The reasons why consumers attend research shopping lie in the different requirements of the three purchase stages and the channels ability to fulfill these requirements (Neslin et al. 2006; Verhoef, Neslin, and Vroomen 2007). Consumers can perceive the channels’ fulfillments of these requirements differently, depending at what stage of the purchase process they are (Gensler, Verhoef, and Böhm 2012).
In the search phase the channel attributes search convenience and search effort are highly significant drivers of channel choice (Verhoef, Neslin, and Vroomen 2007) and so are accessibility of the channel and social presence (Frambach, Roest, and Krishnan 2007). The attributes assortment, price promotion, enjoyment and consumer clientele are significant drivers for using the internet channel for information search (Verhoef, Neslin, and Vroomen 2007). It is claimed that the internet performs better in providing product information and the ability to compare products and prices easier than in traditional stores (Alba et al. 1997; Chiang and Dholakia 2003; Gupta, Su, and Walter 2004; Peterson, Balasubramanian, and Bronnenberg 1997). This can be explained by the more detailed, timely and customizable information, compared to the offline store (Morton, Zettelmeyer, and Silva-Rosso 2001). Consequently, consumers prefer to use the internet in the information search phase rather than the offline shop (Gupta, Su, and Walter 2004).

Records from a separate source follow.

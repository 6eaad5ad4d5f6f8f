//! HTTP surface for the parish intake and review system.
//!
//! Exposes an axum [`Router`] backed by any [`ParishStore`]: the public,
//! token-scoped intake form and the authenticated review, link-management and
//! parishioner routes under `/api`.

pub mod auth;
pub mod error;
pub mod handlers;

pub use error::Error;

use std::{path::PathBuf, sync::Arc};

use axum::{
  Router,
  routing::{get, post},
};
use parish_core::store::ParishStore;
use parish_intake::{captcha::CaptchaConfig, gate::AbuseGate};
use serde::Deserialize;

use auth::{AuthConfig, ReviewerAccount};
use handlers::{links, parishioners, public, review};

// ─── Configuration ────────────────────────────────────────────────────────────

/// Runtime server configuration, deserialised from `config.toml` and
/// `PARISH__*` environment variables.
#[derive(Debug, Deserialize, Clone)]
pub struct ServerConfig {
  pub host:       String,
  pub port:       u16,
  /// Prefix of the public URL handed out for each link.
  pub base_url:   String,
  pub store_path: PathBuf,
  #[serde(default)]
  pub reviewers:  Vec<ReviewerAccount>,
  #[serde(default)]
  pub captcha:    CaptchaConfig,
  #[serde(default = "default_cleanup_secs")]
  pub rate_limit_cleanup_secs: u64,
}

fn default_cleanup_secs() -> u64 { 600 }

impl ServerConfig {
  /// The address a visitor opens for `token`.
  pub fn public_url(&self, token: &str) -> String {
    format!(
      "{}{}/{token}",
      self.base_url.trim_end_matches('/'),
      public::SUBMIT_PATH
    )
  }
}

// ─── Application state ────────────────────────────────────────────────────────

/// Shared state threaded through all axum handlers.
#[derive(Clone)]
pub struct AppState<S: ParishStore> {
  pub store:  Arc<S>,
  pub config: Arc<ServerConfig>,
  pub auth:   Arc<AuthConfig>,
  pub gate:   AbuseGate,
}

// ─── Router ───────────────────────────────────────────────────────────────────

/// Build the full application [`Router`].
pub fn router<S>(state: AppState<S>) -> Router
where
  S: ParishStore + Clone + 'static,
{
  Router::new()
    // Public intake
    .route("/public/submit/success",          get(public::success))
    .route("/public/submit/error",            get(public::error_view))
    .route("/public/submit/{token}",          get(public::form::<S>).post(public::submit::<S>))
    // Review
    .route("/api/submissions",                get(review::list::<S>))
    .route("/api/submissions/pending-count",  get(review::pending_count::<S>))
    .route("/api/submissions/history",        get(review::history::<S>))
    .route("/api/submissions/{id}",           get(review::detail::<S>))
    .route("/api/submissions/{id}/target",    post(review::assign_target::<S>))
    .route("/api/submissions/{id}/approve",   post(review::approve::<S>))
    .route("/api/submissions/{id}/reject",    post(review::reject::<S>))
    // Links
    .route("/api/links",                      get(links::mine::<S>).post(links::create::<S>))
    .route("/api/links/active",               get(links::active::<S>))
    .route("/api/links/{id}",                 get(links::get_one::<S>))
    .route("/api/links/{id}/deactivate",      post(links::deactivate::<S>))
    .route("/api/links/{id}/submissions",     get(links::submissions::<S>))
    // Parishioners
    .route("/api/parishioners",               get(parishioners::list::<S>).post(parishioners::create::<S>))
    .route("/api/parishioners/{id}",          get(parishioners::get_one::<S>))
    .route("/api/parishioners/{id}/marry",    post(parishioners::marry::<S>))
    .route("/api/parishioners/{id}/divorce",  post(parishioners::divorce::<S>))
    .route("/api/parishioners/{id}/departed", post(parishioners::departed::<S>))
    .route("/api/households",                 get(parishioners::households::<S>).post(parishioners::create_household::<S>))
    .with_state(state)
}

#[cfg(test)]
pub(crate) mod testing;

In the purchase phase, the decision of where to buy is significantly influenced by the channel attributes service, purchase effort, risk, privacy and enjoyment (Verhoef, Neslin, and Vroomen 2007) as well as ease of use (Frambach, Roest, and Krishnan 2007). Perceived price was found to not significantly affect consumers channel choice in this phase (Gensler, Verhoef, and Böhm 2012). In the purchase phase the offline channel is found to be preferred over the online shop, predominantly because of the internet’s higher shopping risk and the lack of viewing the product online (Ahuja, Gupta, and Raman 2003).

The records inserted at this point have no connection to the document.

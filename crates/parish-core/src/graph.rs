//! Invariant-preserving mutators for the parishioner relationship graph.
//!
//! The record-level helpers (`marry`, `sever`, `assign_godparent`, ...) work
//! on two in-memory parishioners and keep both sides consistent. The
//! transaction-level helpers (`link_spouses`, `divorce`, `depart`) load,
//! mutate and save through a [`GraphTx`], and are shared by the approval
//! engine and direct reviewer edits.

use chrono::NaiveDate;
use tracing::info;

use crate::{
  Error, Result,
  parishioner::{MaritalStatus, MembershipStatus, Parishioner},
  store::GraphTx,
};

#[derive(Debug, Clone, Copy, PartialEq, Eq)]
pub enum GodparentRole {
  Godfather,
  Godmother,
}

impl GodparentRole {
  pub fn as_str(self) -> &'static str {
    match self {
      Self::Godfather => "godfather",
      Self::Godmother => "godmother",
    }
  }
}

// ─── Record-level helpers ────────────────────────────────────────────────────

/// Establish the symmetric spouse pair `a ↔ b`. Idempotent.
///
/// Fails with [`Error::StaleSpouse`] if either side still points at a third
/// party; callers sever that link first so nobody is silently orphaned.
pub fn marry(a: &mut Parishioner, b: &mut Parishioner) -> Result<()> {
  if a.id == b.id {
    return Err(Error::SelfRelationship("spouse"));
  }
  for (p, other) in [(&*a, b.id), (&*b, a.id)] {
    if let Some(partner_id) = p.spouse_id.filter(|&s| s != other) {
      return Err(Error::StaleSpouse { id: p.id, partner_id });
    }
  }
  a.spouse_id = Some(b.id);
  b.spouse_id = Some(a.id);
  a.marital_status = Some(MaritalStatus::Married);
  b.marital_status = Some(MaritalStatus::Married);
  Ok(())
}

/// Clear the spouse pointers between `a` and `b`. Marital status is left to
/// the caller: divorce and bereavement differ.
pub fn sever(a: &mut Parishioner, b: &mut Parishioner) {
  if a.spouse_id == Some(b.id) {
    a.spouse_id = None;
  }
  if b.spouse_id == Some(a.id) {
    b.spouse_id = None;
  }
}

/// Point `child` at `sponsor` and record the reverse edge once.
pub fn assign_godparent(
  child: &mut Parishioner,
  sponsor: &mut Parishioner,
  role: GodparentRole,
) -> Result<()> {
  if child.id == sponsor.id {
    return Err(Error::SelfRelationship(role.as_str()));
  }
  let (slot, reverse) = match role {
    GodparentRole::Godfather => {
      (&mut child.godfather_id, &mut sponsor.godchildren_as_godfather)
    }
    GodparentRole::Godmother => {
      (&mut child.godmother_id, &mut sponsor.godchildren_as_godmother)
    }
  };
  *slot = Some(sponsor.id);
  if !reverse.contains(&child.id) {
    reverse.push(child.id);
  }
  Ok(())
}

pub fn assign_wedding_sponsor(
  p: &mut Parishioner,
  sponsor: &Parishioner,
) -> Result<()> {
  if p.id == sponsor.id {
    return Err(Error::SelfRelationship("sponsor"));
  }
  p.wedding_sponsor_id = Some(sponsor.id);
  Ok(())
}

/// One-way: DEPARTED with a death date. A surviving spouse becomes WIDOWED
/// and the link is cleared on both sides.
pub fn mark_departed(
  p: &mut Parishioner,
  spouse: Option<&mut Parishioner>,
  on: NaiveDate,
) {
  p.status = Some(MembershipStatus::Departed);
  p.death_date = Some(on);
  if let Some(spouse) = spouse
    && spouse.spouse_id == Some(p.id)
  {
    spouse.marital_status = Some(MaritalStatus::Widowed);
    spouse.spouse_id = None;
  }
  p.spouse_id = None;
}

// ─── Transaction-level helpers ───────────────────────────────────────────────

pub(crate) fn load<T: GraphTx + ?Sized>(
  tx: &mut T,
  id: i64,
) -> Result<Parishioner, T::Error> {
  tx.parishioner(id)?
    .ok_or_else(|| Error::ParishionerNotFound(id).into())
}

/// Drop `p`'s link to anyone other than `keep`, clearing the third party's
/// back-pointer too.
fn detach_stale<T: GraphTx + ?Sized>(
  tx: &mut T,
  p: &mut Parishioner,
  keep: i64,
) -> Result<(), T::Error> {
  let Some(old) = p.spouse_id.filter(|&s| s != keep) else {
    return Ok(());
  };
  if let Some(mut third) = tx.parishioner(old)?
    && third.spouse_id == Some(p.id)
  {
    third.spouse_id = None;
    tx.save_parishioner(&third)?;
  }
  p.spouse_id = None;
  info!(parishioner = p.id, former_spouse = old, "severed stale spouse link");
  Ok(())
}

/// Marry `a` and `b` by id, severing stale links symmetrically first.
pub fn link_spouses<T: GraphTx + ?Sized>(
  tx: &mut T,
  a_id: i64,
  b_id: i64,
) -> Result<(Parishioner, Parishioner), T::Error> {
  if a_id == b_id {
    return Err(Error::SelfRelationship("spouse").into());
  }
  let mut a = load(tx, a_id)?;
  let mut b = load(tx, b_id)?;
  detach_stale(tx, &mut a, b_id)?;
  detach_stale(tx, &mut b, a_id)?;
  marry(&mut a, &mut b)?;
  tx.save_parishioner(&a)?;
  tx.save_parishioner(&b)?;
  Ok((a, b))
}

/// Sever `id`'s marriage; both sides become DIVORCED.
pub fn divorce<T: GraphTx + ?Sized>(
  tx: &mut T,
  id: i64,
) -> Result<(Parishioner, Parishioner), T::Error> {
  let mut a = load(tx, id)?;
  let Some(spouse_id) = a.spouse_id else {
    return Err(
      Error::Validation(format!("{} has no spouse to divorce", a.full_name()))
        .into(),
    );
  };
  let mut b = load(tx, spouse_id)?;
  sever(&mut a, &mut b);
  a.spouse_id = None;
  a.marital_status = Some(MaritalStatus::Divorced);
  b.marital_status = Some(MaritalStatus::Divorced);
  tx.save_parishioner(&a)?;
  tx.save_parishioner(&b)?;
  Ok((a, b))
}

pub fn depart<T: GraphTx + ?Sized>(
  tx: &mut T,
  id: i64,
  on: NaiveDate,
) -> Result<Parishioner, T::Error> {
  let mut p = load(tx, id)?;
  let mut spouse = match p.spouse_id {
    Some(s) => tx.parishioner(s)?,
    None => None,
  };
  mark_departed(&mut p, spouse.as_mut(), on);
  tx.save_parishioner(&p)?;
  if let Some(spouse) = spouse {
    tx.save_parishioner(&spouse)?;
  }
  Ok(p)
}
// ─── UPDATE ──────────────────────────────────────────────────────────────────

fn approve_update<T: GraphTx + ?Sized>(
  tx: &mut T,
  submission: &Submission,
  request: &ApprovalRequest,
) -> Result<i64, T::Error> {
  let target = submission
    .target_parishioner_id
    .ok_or(Error::MissingTarget(submission.id))?;
  let mut p = load(tx, target)?;
  validate_relationships(tx, Some(target), request)?;

  let allow = |f: SubmissionField| {
    request.fields_to_update.is_empty() || request.fields_to_update.contains(&f)
  };
  let d = &submission.data;

  if allow(SubmissionField::FirstName) && !d.first_name.is_empty() {
    p.first_name = d.first_name.trim().to_owned();
  }
  if allow(SubmissionField::LastName) && !d.last_name.is_empty() {
    p.last_name = d.last_name.trim().to_owned();
  }
  let text = [
    (SubmissionField::NameSuffix, &d.name_suffix, &mut p.name_suffix),
    (SubmissionField::Email, &d.email, &mut p.email),
    (SubmissionField::PhoneNumber, &d.phone_number, &mut p.phone_number),
    (SubmissionField::ManualSpouseName, &d.manual_spouse_name, &mut p.manual_spouse_name),
    (SubmissionField::ManualGodfatherName, &d.manual_godfather_name, &mut p.manual_godfather_name),
    (SubmissionField::ManualGodmotherName, &d.manual_godmother_name, &mut p.manual_godmother_name),
    (SubmissionField::ManualSponsorName, &d.manual_sponsor_name, &mut p.manual_sponsor_name),
  ];
  for (field, value, slot) in text {
    if allow(field) && value.is_some() {
      *slot = trimmed(value);
    }
  }
  let dates = [
    (SubmissionField::Birthday, d.birthday, &mut p.birthday),
    (SubmissionField::MarriageDate, d.marriage_date, &mut p.marriage_date),
  ];
  for (field, value, slot) in dates {
    if allow(field) && value.is_some() {
      *slot = value;
    }
  }
  if allow(SubmissionField::MembershipStatus) && d.membership_status.is_some() {
    p.status = d.membership_status;
  }
  if allow(SubmissionField::MaritalStatus) && d.marital_status.is_some() {
    p.marital_status = d.marital_status;
  }
  if d.is_orthodox {
    for (field, value, slot) in [
      (SubmissionField::BaptismalName, &d.baptismal_name, &mut p.baptismal_name),
      (SubmissionField::PatronSaint, &d.patron_saint, &mut p.patron_saint),
    ] {
      if allow(field) && value.is_some() {
        *slot = value.clone();
      }
    }
    for (field, value, slot) in [
      (SubmissionField::BaptismDate, d.baptism_date, &mut p.baptism_date),
      (SubmissionField::ChrismationDate, d.chrismation_date, &mut p.chrismation_date),
    ] {
      if allow(field) && value.is_some() {
        *slot = value;
      }
    }
  }

  update_household_address(
    tx,
    &mut p,
    d,
    [
      allow(SubmissionField::Address),
      allow(SubmissionField::City),
      allow(SubmissionField::ZipCode),
    ],
  )?;
  tx.save_parishioner(&p)?;
  info!(parishioner = target, "updated parishioner");

  apply_relationships(tx, target, request)?;

  if let Some(hid) = selected(request.selected_household_id) {
    if tx.household(hid)?.is_some() {
      let mut p = load(tx, target)?;
      p.household_id = Some(hid);
      tx.save_parishioner(&p)?;
    } else {
      warn!(household = hid, "selected household not found");
    }
  } else if let Some(name) = request
    .new_household_name
    .as_deref()
    .map(str::trim)
    .filter(|n| !n.is_empty())
  {
    let household = tx.insert_household(NewHousehold {
      family_name: Some(name.to_owned()),
      address: d.address.clone(),
      city: d.city.clone(),
      zip_code: d.zip_code.clone(),
      ..NewHousehold::default()
    })?;
    let mut p = load(tx, target)?;
    p.household_id = Some(household.id);
    tx.save_parishioner(&p)?;
  }

  let p = load(tx, target)?;
  process_children(tx, &d.children(), request, p.household_id, &p.last_name)?;
  Ok(target)
}

/// Write allowed address fields to the target's household, creating one if
/// there is none and some allowed field carries data.
fn update_household_address<T: GraphTx + ?Sized>(
  tx: &mut T,
  p: &mut Parishioner,
  d: &SubmissionData,
  [address, city, zip]: [bool; 3],
) -> Result<(), T::Error> {
  if !(address || city || zip) {
    return Ok(());
  }
  let mut household = match p.household_id {
    Some(hid) => tx.household(hid)?,
    None => None,
  };
  if household.is_none() {
    let has_data = (address && non_blank(&d.address))
      || (city && non_blank(&d.city))
      || (zip && non_blank(&d.zip_code));
    if has_data {
      let created = tx.insert_household(NewHousehold::default())?;
      p.household_id = Some(created.id);
      household = Some(created);
    }
  }
  let Some(mut household) = household else {
    return Ok(());
  };
  for (allowed, value, slot) in [
    (address, &d.address, &mut household.address),
    (city, &d.city, &mut household.city),
    (zip, &d.zip_code, &mut household.zip_code),
  ] {
    if allowed && value.is_some() {
      *slot = value.clone();
    }
  }
  tx.save_household(&household)
}

// ─── Shared ──────────────────────────────────────────────────────────────────

/// Spouse, godparents and wedding sponsor, each only when selected. Missing
/// targets are skipped.
fn apply_relationships<T: GraphTx + ?Sized>(
  tx: &mut T,
  pid: i64,
  request: &ApprovalRequest,
) -> Result<(), T::Error> {
  if let Some(spouse) = selected(request.selected_spouse_id) {
    if tx.parishioner(spouse)?.is_some() {
      graph::link_spouses(tx, pid, spouse)?;
      info!(parishioner = pid, spouse, "assigned spouse");
    } else {
      warn!(parishioner = pid, spouse, "selected spouse not found");
    }
  }

  for (pick, role) in [
    (request.selected_godfather_id, GodparentRole::Godfather),
    (request.selected_godmother_id, GodparentRole::Godmother),
  ] {
    let Some(sponsor_id) = selected(pick) else { continue };
    let Some(mut sponsor) = tx.parishioner(sponsor_id)? else {
      warn!(parishioner = pid, sponsor = sponsor_id, role = role.as_str(), "selected godparent not found");
      continue;
    };
    let mut p = load(tx, pid)?;
    graph::assign_godparent(&mut p, &mut sponsor, role)?;
    tx.save_parishioner(&p)?;
    tx.save_parishioner(&sponsor)?;
    info!(parishioner = pid, sponsor = sponsor_id, role = role.as_str(), "assigned godparent");
  }

  if let Some(sponsor_id) = selected(request.selected_sponsor_id) {
    match tx.parishioner(sponsor_id)? {
      Some(sponsor) => {
        let mut p = load(tx, pid)?;
        graph::assign_wedding_sponsor(&mut p, &sponsor)?;
        tx.save_parishioner(&p)?;
        info!(parishioner = pid, sponsor = sponsor_id, "assigned wedding sponsor");
      }
      None => {
        warn!(parishioner = pid, sponsor = sponsor_id, "selected sponsor not found");
      }
    }
  }
  Ok(())
}

/// Attach or create children. Only indexes the reviewer linked or marked for
/// creation are touched.
fn process_children<T: GraphTx + ?Sized>(
  tx: &mut T,
  children: &[ChildEntry],
  request: &ApprovalRequest,
  household_id: Option<i64>,
  parent_last: &str,
) -> Result<(), T::Error> {
  if children.is_empty()
    || (request.child_link_ids.is_empty()
      && request.child_create_indexes.is_empty())
  {
    return Ok(());
  }

  for (i, child) in children.iter().enumerate() {
    if let Some(link_id) = request.child_link_ids.get(i).copied().flatten() {
      match tx.parishioner(link_id)? {
        Some(mut existing) => {
          if let Some(hid) = household_id {
            existing.household_id = Some(hid);
            tx.save_parishioner(&existing)?;
            info!(child = link_id, household = hid, "linked existing child");
          }
        }
        None => warn!(child = link_id, "child link target not found"),
      }
    } else if request.child_create_indexes.contains(&i) {
      let Some((first_name, last_name)) = child.split_name(parent_last) else {
        warn!(index = i, "skipping child with blank name");
        continue;
      };
      let created = tx.insert_parishioner(NewParishioner {
        first_name,
        last_name,
        birthday: child.birthday,
        household_id,
        ..NewParishioner::default()
      })?;
      info!(child = created.id, "created child");
    }
  }
  Ok(())
}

The consequences of research shopping are two fold. A distinction into loyal and competitive research shopping is made (Neslin and Shankar 2009). A loyal research shopper switches the channel during the purchase process but stays at the same retailer. This means that sales of these costumers are only shifted between the different channels of a company and do not become lost. In comparison, competitive research shoppers use a channel of a retailer to gather product information, but then switch to a channel of another retailer to purchase afterwards (Nunes and Cespedes 2003). The latter behavior is called free riding, which will be discussed in the following.

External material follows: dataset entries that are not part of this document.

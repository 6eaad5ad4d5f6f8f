//! Encoding and decoding helpers between domain types and the plain-text
//! representations stored in SQLite columns.
//!
//! Timestamps are RFC 3339 UTC strings with fixed microsecond precision, so
//! they sort lexically. Dates are `YYYY-MM-DD`. Enums use their
//! SCREAMING_SNAKE_CASE names.

use std::str::FromStr;

use chrono::{DateTime, NaiveDate, SecondsFormat, Utc};
use parish_core::{
  link::SubmissionLink,
  parishioner::{Household, Parishioner},
  submission::{Submission, SubmissionData},
};
use rusqlite::Row;

use crate::{Error, Result};

// ─── Scalars ─────────────────────────────────────────────────────────────────

pub fn encode_dt(dt: DateTime<Utc>) -> String {
  dt.to_rfc3339_opts(SecondsFormat::Micros, true)
}

pub fn decode_dt(s: &str) -> Result<DateTime<Utc>> {
  DateTime::parse_from_rfc3339(s)
    .map(|dt| dt.with_timezone(&Utc))
    .map_err(|e| Error::DateParse(e.to_string()))
}

pub fn encode_date(d: NaiveDate) -> String { d.format("%Y-%m-%d").to_string() }

pub fn decode_date(s: &str) -> Result<NaiveDate> {
  NaiveDate::parse_from_str(s, "%Y-%m-%d")
    .map_err(|e| Error::DateParse(e.to_string()))
}

fn opt_dt(s: Option<String>) -> Result<Option<DateTime<Utc>>> {
  s.as_deref().map(decode_dt).transpose()
}

fn opt_date(s: Option<String>) -> Result<Option<NaiveDate>> {
  s.as_deref().map(decode_date).transpose()
}

/// Any strum enum with `IntoStaticStr`.
pub fn encode_enum<E: Into<&'static str>>(e: E) -> &'static str { e.into() }

pub fn decode_enum<E: FromStr>(column: &'static str, s: &str) -> Result<E> {
  E::from_str(s).map_err(|_| Error::UnknownValue {
    column,
    value: s.to_owned(),
  })
}

fn opt_enum<E: FromStr>(
  column: &'static str,
  s: Option<String>,
) -> Result<Option<E>> {
  s.as_deref().map(|s| decode_enum(column, s)).transpose()
}

fn count(n: i64) -> u32 { u32::try_from(n).unwrap_or(u32::MAX) }

// ─── Links ───────────────────────────────────────────────────────────────────

pub const LINK_COLUMNS: &str = "link_id, token, created_by, created_at, \
  expires_at, is_active, access_count, description, max_submissions, \
  submission_count";

/// Raw values read directly from a `submission_links` row.
pub struct RawLink {
  pub link_id:          i64,
  pub token:            String,
  pub created_by:       String,
  pub created_at:       String,
  pub expires_at:       Option<String>,
  pub is_active:        bool,
  pub access_count:     i64,
  pub description:      Option<String>,
  pub max_submissions:  Option<i64>,
  pub submission_count: i64,
}

impl RawLink {
  pub fn from_row(row: &Row<'_>) -> rusqlite::Result<Self> {
    Ok(Self {
      link_id:          row.get(0)?,
      token:            row.get(1)?,
      created_by:       row.get(2)?,
      created_at:       row.get(3)?,
      expires_at:       row.get(4)?,
      is_active:        row.get(5)?,
      access_count:     row.get(6)?,
      description:      row.get(7)?,
      max_submissions:  row.get(8)?,
      submission_count: row.get(9)?,
    })
  }

  pub fn into_link(self) -> Result<SubmissionLink> {
    Ok(SubmissionLink {
      id:               self.link_id,
      token:            self.token,
      created_by:       self.created_by,
      created_at:       decode_dt(&self.created_at)?,
      expires_at:       opt_dt(self.expires_at)?,
      is_active:        self.is_active,
      access_count:     count(self.access_count),
      description:      self.description,
      max_submissions:  self.max_submissions.map(count),
      submission_count: count(self.submission_count),
    })
  }
}

// ─── Households ──────────────────────────────────────────────────────────────

pub const HOUSEHOLD_COLUMNS: &str =
  "household_id, family_name, address, city, zip_code, phone_number, email";

pub fn household_from_row(row: &Row<'_>) -> rusqlite::Result<Household> {
  Ok(Household {
    id:           row.get(0)?,
    family_name:  row.get(1)?,
    address:      row.get(2)?,
    city:         row.get(3)?,
    zip_code:     row.get(4)?,
    phone_number: row.get(5)?,
    email:        row.get(6)?,
  })
}

// ─── Parishioners ────────────────────────────────────────────────────────────

pub const PARISHIONER_COLUMNS: &str = "parishioner_id, first_name, last_name, \
  name_suffix, birthday, death_date, email, phone_number, status, \
  marital_status, marriage_date, baptismal_name, patron_saint, baptism_date, \
  chrismation_date, spouse_id, godfather_id, godmother_id, \
  wedding_sponsor_id, household_id, manual_spouse_name, \
  manual_godfather_name, manual_godmother_name, manual_sponsor_name";

/// Raw values read directly from a `parishioners` row.
pub struct RawParishioner {
  pub id:                    i64,
  pub first_name:            String,
  pub last_name:             String,
  pub name_suffix:           Option<String>,
  pub birthday:              Option<String>,
  pub death_date:            Option<String>,
  pub email:                 Option<String>,
  pub phone_number:          Option<String>,
  pub status:                Option<String>,
  pub marital_status:        Option<String>,
  pub marriage_date:         Option<String>,
  pub baptismal_name:        Option<String>,
  pub patron_saint:          Option<String>,
  pub baptism_date:          Option<String>,
  pub chrismation_date:      Option<String>,
  pub spouse_id:             Option<i64>,
  pub godfather_id:          Option<i64>,
  pub godmother_id:          Option<i64>,
  pub wedding_sponsor_id:    Option<i64>,
  pub household_id:          Option<i64>,
  pub manual_spouse_name:    Option<String>,
  pub manual_godfather_name: Option<String>,
  pub manual_godmother_name: Option<String>,
  pub manual_sponsor_name:   Option<String>,
}

impl RawParishioner {
  pub fn from_row(row: &Row<'_>) -> rusqlite::Result<Self> {
    Ok(Self {
      id:                    row.get(0)?,
      first_name:            row.get(1)?,
      last_name:             row.get(2)?,
      name_suffix:           row.get(3)?,
      birthday:              row.get(4)?,
      death_date:            row.get(5)?,
      email:                 row.get(6)?,
      phone_number:          row.get(7)?,
      status:                row.get(8)?,
      marital_status:        row.get(9)?,
      marriage_date:         row.get(10)?,
      baptismal_name:        row.get(11)?,
      patron_saint:          row.get(12)?,
      baptism_date:          row.get(13)?,
      chrismation_date:      row.get(14)?,
      spouse_id:             row.get(15)?,
      godfather_id:          row.get(16)?,
      godmother_id:          row.get(17)?,
      wedding_sponsor_id:    row.get(18)?,
      household_id:          row.get(19)?,
      manual_spouse_name:    row.get(20)?,
      manual_godfather_name: row.get(21)?,
      manual_godmother_name: row.get(22)?,
      manual_sponsor_name:   row.get(23)?,
    })
  }

  /// Derived godchildren lists are left empty; the caller fills them.
  pub fn into_parishioner(self) -> Result<Parishioner> {
    Ok(Parishioner {
      id:                       self.id,
      first_name:               self.first_name,
      last_name:                self.last_name,
      name_suffix:              self.name_suffix,
      birthday:                 opt_date(self.birthday)?,
      death_date:               opt_date(self.death_date)?,
      email:                    self.email,
      phone_number:             self.phone_number,
      status:                   opt_enum("status", self.status)?,
      marital_status:           opt_enum("marital_status", self.marital_status)?,
      marriage_date:            opt_date(self.marriage_date)?,
      baptismal_name:           self.baptismal_name,
      patron_saint:             self.patron_saint,
      baptism_date:             opt_date(self.baptism_date)?,
      chrismation_date:         opt_date(self.chrismation_date)?,
      spouse_id:                self.spouse_id,
      godfather_id:             self.godfather_id,
      godmother_id:             self.godmother_id,
      wedding_sponsor_id:       self.wedding_sponsor_id,
      household_id:             self.household_id,
      godchildren_as_godfather: Vec::new(),
      godchildren_as_godmother: Vec::new(),
      manual_spouse_name:       self.manual_spouse_name,
      manual_godfather_name:    self.manual_godfather_name,
      manual_godmother_name:    self.manual_godmother_name,
      manual_sponsor_name:      self.manual_sponsor_name,
    })
  }
}

// ─── Submissions ─────────────────────────────────────────────────────────────

pub const SUBMISSION_COLUMNS: &str = "submission_id, link_id, \
  submission_type, status, submitted_at, reviewed_at, reviewed_by, \
  review_notes, target_parishioner_id, pending_spouse_submission_id, \
  data_json";

/// Raw values read directly from a `submissions` row.
pub struct RawSubmission {
  pub id:                           i64,
  pub link_id:                      i64,
  pub submission_type:              String,
  pub status:                       String,
  pub submitted_at:                 String,
  pub reviewed_at:                  Option<String>,
  pub reviewed_by:                  Option<String>,
  pub review_notes:                 Option<String>,
  pub target_parishioner_id:        Option<i64>,
  pub pending_spouse_submission_id: Option<i64>,
  pub data_json:                    String,
}

impl RawSubmission {
  pub fn from_row(row: &Row<'_>) -> rusqlite::Result<Self> {
    Ok(Self {
      id:                           row.get(0)?,
      link_id:                      row.get(1)?,
      submission_type:              row.get(2)?,
      status:                       row.get(3)?,
      submitted_at:                 row.get(4)?,
      reviewed_at:                  row.get(5)?,
      reviewed_by:                  row.get(6)?,
      review_notes:                 row.get(7)?,
      target_parishioner_id:        row.get(8)?,
      pending_spouse_submission_id: row.get(9)?,
      data_json:                    row.get(10)?,
    })
  }

  pub fn into_submission(self) -> Result<Submission> {
    let data: SubmissionData = serde_json::from_str(&self.data_json)?;
    Ok(Submission {
      id: self.id,
      link_id: self.link_id,
      submission_type: decode_enum("submission_type", &self.submission_type)?,
      status: decode_enum("status", &self.status)?,
      submitted_at: decode_dt(&self.submitted_at)?,
      reviewed_at: opt_dt(self.reviewed_at)?,
      reviewed_by: self.reviewed_by,
      review_notes: self.review_notes,
      target_parishioner_id: self.target_parishioner_id,
      pending_spouse_submission_id: self.pending_spouse_submission_id,
      data,
    })
  }
}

Free riding is a general behavior that can be summarized as someone or something who is receiving benefits of public goods without paying for it (Devlin-Foltz and Lim 2009). In the shopping context free riding describes the behavior of a consumer who uses one retailer only to view and evaluate the products or services and then purchases them at another retailer (Dulleck and Kerschbamer 2009; Kucuk and Maddux 2010; van Baal and Dach 2005). Therefore, the customer takes advantages of the services provided in other stores. The behavior also appears on the retailer side, when a low-service retailer takes advantage of full-service retailers to sell its merchandise (Carlton and Chevalier 2001). Consumer free riding does not necessarily imply a change of channel during the purchase process. For example a customer uses an online shop to inform him-/herself about the product (for example Adidas.com) and purchases at another online shop (for example a shop at Amazon.com).
Free riding occurs when retailers offer pre-purchase services, such as product trial or personal assistance, with no upfront charges (Carlton and Chevalier 2001). Receiving such pre-purchase services does not generally force someone to make a purchase (van Baal and Dach 2005). This opens the possibility for consumers to use these pre-purchase services but switch to other retailers for purchase afterwards (Dulleck and Kerschbamer 2009). Typically, consumers then switch to retailers where they get the same product for a lower price (Carlton and Chevalier 2001; Huang, Lurie, and Mitra 2009).
Free riding can also be influenced by the product itself. Offline retailers that offer experience products, products with a high technological change and products that are purchased less often suffer most from free riding, as these products demand an inspection and personal consultancy prior to purchase (van Baal and Dach 2005).
On the other side, Huang, Lurie, and Mitra (2009) found that free riding in the online context is more frequent for search goods. Attributes of search goods can be evaluated more easily and consumers rather browse quickly through many different websites for information search, which increases the likelihood of free riding. Experience goods on the other side demand greater effort to evaluate their attributes online and therefore consumers prefer to only use a few websites to internalize all product information (for example try simulation, read customers reviews and expert ratings). After spending a long time on one website the consumer increases trust in the website and becomes more prone to use this website for purchase and thus, is less likely to free ride.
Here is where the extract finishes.